<— Back

CONTI Leaks: Behind the curtain of ransomware operations

Conti Leaks – a dump of internal Conti ransomware gang conversations from the last two years offers an unprecedented insight into the inner workings of a multimillion-dollar cybercrime organization. In our talk, we first describe our approach to analyzing this massive data leak. Next, we will share insights into the operational side of the gang, such as organizational structure, HR, and nuances of offline and online collaboration. Finally, we will focus on Conti negotiation team’s conversations and talk about the business side of ransomware operation, such as their processes in defining extortion demands and techniques for negotiation with victims.

Michael Abramzon

Michael Abramzon is a Technology Leader and a former Team Leader in the Threat Intelligence group of Check Point Research. For the last seven years, Michael has been involved in various research fields, from analyzing large-scale campaigns and APT groups, to developing open-source tools such as Vba2Graph.

Sergey Shykevich

Sergey leads the Threat Intelligence Group of Check Point, which monitors, analyzes and researches cyber threats around the world.

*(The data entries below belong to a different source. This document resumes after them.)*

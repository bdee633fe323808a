use std::process::ExitCode;
use std::time::Duration;

use clap::Parser;
use tokio::sync::watch;
use tracing_subscriber::EnvFilter;

use relaybridge::api::ApiServerBuilder;
use relaybridge::config::Cli;
use relaybridge::identity::ExternalIdentityVerifier;
use relaybridge::{db, Config, Identity};

#[tokio::main]
async fn main() -> ExitCode {
    let cli = Cli::parse();
    let filter = Config::log_filter(cli.verbose);

    tracing_subscriber::fmt().with_env_filter(EnvFilter::new(filter)).init();

    match run(cli).await {
        Ok(()) => ExitCode::SUCCESS,
        Err(e) => {
            tracing::error!("fatal: {e}");
            ExitCode::FAILURE
        }
    }
}

async fn run(cli: Cli) -> anyhow::Result<()> {
    let config = Config::from_cli(cli)?;

    tracing::info!(
        port = config.port,
        db_path = %config.db_path.display(),
        retention_days = config.retention_days,
        "starting relaybridge"
    );

    let pool = db::init(&config.db_path)?;

    let external = config
        .external_issuer
        .clone()
        .map(|issuer| ExternalIdentityVerifier::new(issuer, config.external_audience.clone()));

    let identity = Identity::new(config.jwt_secret.clone(), external);

    let ping_interval = Duration::from_secs(config.heartbeat_interval_secs);
    let server = ApiServerBuilder::new(pool, identity, config.port, ping_interval).build();
    let message_log = server.message_log();

    let (shutdown_tx, shutdown_rx) = watch::channel(false);
    relaybridge::audit::spawn_scheduler(message_log, config.retention_days, shutdown_rx);

    let result = server.run().await;
    let _ = shutdown_tx.send(true);

    result.map_err(Into::into)
}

Prior to joining Check Point, Sergey led cyber threat intelligence and cyber defense teams in the elite Unit 8200 of the Israeli Intelligence Forces. More recently, Sergey led the threat intelligence and the research in Q6 Cyber, US based cybercrime intelligence company.

Sergey is a frequent speaker on different industry conferences, including DCC, Underground Economy,  BSides, FraudCON, etc.